What you have to do
Write out each entry, exactly the way it appears.

#### Provided information ####

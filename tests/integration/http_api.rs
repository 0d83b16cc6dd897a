#![allow(missing_docs)]

use std::collections::HashMap;
use std::sync::Arc;

use axum::body::Body;
use axum::http::{header, Request, StatusCode};
use cumulus::server::{router, ServerState};
use cumulus::{AggregationStrategy, MemoryStore, MetricSpec};
use tower::ServiceExt;

fn catalog() -> HashMap<String, MetricSpec> {
    let mut m = HashMap::new();
    m.insert(
        "cpu_load".to_string(),
        MetricSpec {
            frequency: 10,
            aggregation: AggregationStrategy::None,
        },
    );
    m.insert(
        "temp".to_string(),
        MetricSpec {
            frequency: 10,
            aggregation: AggregationStrategy::Avg,
        },
    );
    m
}

fn app() -> (Arc<MemoryStore>, axum::Router) {
    let store = Arc::new(MemoryStore::new(&catalog()).unwrap());
    let state = Arc::new(ServerState::new(Arc::clone(&store), None));
    (store, router(state))
}

async fn body_json(response: axum::response::Response) -> serde_json::Value {
    let bytes = axum::body::to_bytes(response.into_body(), 1 << 20)
        .await
        .unwrap();
    serde_json::from_slice(&bytes).unwrap()
}

#[tokio::test]
async fn write_then_query() {
    let (_store, app) = app();

    let response = app
        .clone()
        .oneshot(
            Request::post("/write?cluster=alex")
                .body(Body::from(
                    "cpu_load,hostname=a0603 value=0.5 1690000000\n",
                ))
                .unwrap(),
        )
        .await
        .unwrap();
    assert_eq!(response.status(), StatusCode::OK);
    let summary = body_json(response).await;
    assert_eq!(summary["accepted"], 1);

    let query = serde_json::json!({
        "cluster": "alex",
        "from": 1690000000i64,
        "to": 1690000010i64,
        "with-stats": true,
        "queries": [{ "metric": "cpu_load", "hostname": "a0603" }]
    });
    let response = app
        .oneshot(
            Request::post("/query")
                .header(header::CONTENT_TYPE, "application/json")
                .body(Body::from(query.to_string()))
                .unwrap(),
        )
        .await
        .unwrap();
    assert_eq!(response.status(), StatusCode::OK);
    let body = body_json(response).await;
    assert_eq!(body["results"][0][0]["data"][0], 0.5);
    assert_eq!(body["results"][0][0]["avg"], 0.5);
    assert!(body["results"][0][0]["error"].is_null());
}

#[tokio::test]
async fn query_errors_are_reported_inline() {
    let (_store, app) = app();
    let query = serde_json::json!({
        "cluster": "alex",
        "from": 100i64,
        "to": 200i64,
        "queries": [{ "metric": "cpu_load", "hostname": "nope" }]
    });
    let response = app
        .oneshot(
            Request::post("/query")
                .header(header::CONTENT_TYPE, "application/json")
                .body(Body::from(query.to_string()))
                .unwrap(),
        )
        .await
        .unwrap();
    assert_eq!(response.status(), StatusCode::OK);
    let body = body_json(response).await;
    assert!(body["results"][0][0]["error"].is_string());
}

#[tokio::test]
async fn free_endpoint_releases_buffers() {
    let (store, app) = app();
    store
        .write(
            &["c".to_string(), "h".to_string()],
            &[cumulus::Sample::new("cpu_load", 1.0, 1000)],
        )
        .unwrap();
    assert!(store.size_in_bytes() > 0);

    let response = app
        .oneshot(
            Request::post("/free")
                .header(header::CONTENT_TYPE, "application/json")
                .body(Body::from(r#"[["c","h"]]"#))
                .unwrap(),
        )
        .await
        .unwrap();
    assert_eq!(response.status(), StatusCode::OK);
    assert_eq!(store.size_in_bytes(), 0);
}

#[tokio::test]
async fn healthcheck_reports_unmonitored_nodes() {
    let (_store, app) = app();
    let response = app
        .oneshot(
            Request::get("/healthcheck?cluster=c&node=h")
                .body(Body::empty())
                .unwrap(),
        )
        .await
        .unwrap();
    assert_eq!(response.status(), StatusCode::OK);
    let body = body_json(response).await;
    assert_eq!(body["status"], "Unhealthy");
}

#[tokio::test]
async fn debug_dump_shows_the_tree() {
    let (store, app) = app();
    store
        .write(
            &["c".to_string(), "h".to_string(), "core0".to_string()],
            &[cumulus::Sample::new("temp", 42.0, 1000)],
        )
        .unwrap();

    let response = app
        .oneshot(
            Request::post("/debug?selector=c:h")
                .body(Body::empty())
                .unwrap(),
        )
        .await
        .unwrap();
    assert_eq!(response.status(), StatusCode::OK);
    let body = body_json(response).await;
    assert_eq!(body["children"]["core0"]["metrics"]["temp"]["samples"], 1);
}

####

Result for this exercise
filename tests/integration/http_api.rs
repository 0d83b16cc6dd897a
#![allow(missing_docs)]

use std::collections::HashMap;
use std::sync::Arc;

use axum::body::Body;
use axum::http::{header, Request, StatusCode};
use cumulus::server::{router, ServerState};
use cumulus::{AggregationStrategy, MemoryStore, MetricSpec};
use tower::ServiceExt;

fn catalog() -> HashMap<String, MetricSpec> {
    let mut m = HashMap::new();
    m.insert(
        "cpu_load".to_string(),
        MetricSpec {
            frequency: 10,
            aggregation: AggregationStrategy::None,
        },
    );
    m.insert(
        "temp".to_string(),
        MetricSpec {
            frequency: 10,
            aggregation: AggregationStrategy::Avg,
        },
    );
    m
}

fn app() -> (Arc<MemoryStore>, axum::Router) {
    let store = Arc::new(MemoryStore::new(&catalog()).unwrap());
    let state = Arc::new(ServerState::new(Arc::clone(&store), None));
    (store, router(state))
}

async fn body_json(response: axum::response::Response) -> serde_json::Value {
    let bytes = axum::body::to_bytes(response.into_body(), 1 << 20)
        .await
        .unwrap();
    serde_json::from_slice(&bytes).unwrap()
}

#[tokio::test]
async fn write_then_query() {
    let (_store, app) = app();

    let response = app
        .clone()
        .oneshot(
            Request::post("/write?cluster=alex")
                .body(Body::from(
                    "cpu_load,hostname=a0603 value=0.5 1690000000\n",
                ))
                .unwrap(),
        )
        .await
        .unwrap();
    assert_eq!(response.status(), StatusCode::OK);
    let summary = body_json(response).await;
    assert_eq!(summary["accepted"], 1);

    let query = serde_json::json!({
        "cluster": "alex",
        "from": 1690000000i64,
        "to": 1690000010i64,
        "with-stats": true,
        "queries": [{ "metric": "cpu_load", "hostname": "a0603" }]
    });
    let response = app
        .oneshot(
            Request::post("/query")
                .header(header::CONTENT_TYPE, "application/json")
                .body(Body::from(query.to_string()))
                .unwrap(),
        )
        .await
        .unwrap();
    assert_eq!(response.status(), StatusCode::OK);
    let body = body_json(response).await;
    assert_eq!(body["results"][0][0]["data"][0], 0.5);
    assert_eq!(body["results"][0][0]["avg"], 0.5);
    assert!(body["results"][0][0]["error"].is_null());
}

#[tokio::test]
async fn query_errors_are_reported_inline() {
    let (_store, app) = app();
    let query = serde_json::json!({
        "cluster": "alex",
        "from": 100i64,
        "to": 200i64,
        "queries": [{ "metric": "cpu_load", "hostname": "nope" }]
    });
    let response = app
        .oneshot(
            Request::post("/query")
                .header(header::CONTENT_TYPE, "application/json")
                .body(Body::from(query.to_string()))
                .unwrap(),
        )
        .await
        .unwrap();
    assert_eq!(response.status(), StatusCode::OK);
    let body = body_json(response).await;
    assert!(body["results"][0][0]["error"].is_string());
}

#[tokio::test]
async fn free_endpoint_releases_buffers() {
    let (store, app) = app();
    store
        .write(
            &["c".to_string(), "h".to_string()],
            &[cumulus::Sample::new("cpu_load", 1.0, 1000)],
        )
        .unwrap();
    assert!(store.size_in_bytes() > 0);

    let response = app
        .oneshot(
            Request::post("/free")
                .header(header::CONTENT_TYPE, "application/json")
                .body(Body::from(r#"[["c","h"]]"#))
                .unwrap(),
        )
        .await
        .unwrap();
    assert_eq!(response.status(), StatusCode::OK);
    assert_eq!(store.size_in_bytes(), 0);
}

#[tokio::test]
async fn healthcheck_reports_unmonitored_nodes() {
    let (_store, app) = app();
    let response = app
        .oneshot(
            Request::get("/healthcheck?cluster=c&node=h")
                .body(Body::empty())
                .unwrap(),
        )
        .await
        .unwrap();
    assert_eq!(response.status(), StatusCode::OK);
    let body = body_json(response).await;
    assert_eq!(body["status"], "Unhealthy");
}

#[tokio::test]
async fn debug_dump_shows_the_tree() {
    let (store, app) = app();
    store
        .write(
            &["c".to_string(), "h".to_string(), "core0".to_string()],
            &[cumulus::Sample::new("temp", 42.0, 1000)],
        )
        .unwrap();

    let response = app
        .oneshot(
            Request::post("/debug?selector=c:h")
                .body(Body::empty())
                .unwrap(),
        )
        .await
        .unwrap();
    assert_eq!(response.status(), StatusCode::OK);
    let body = body_json(response).await;
    assert_eq!(body["children"]["core0"]["metrics"]["temp"]["samples"], 1);
}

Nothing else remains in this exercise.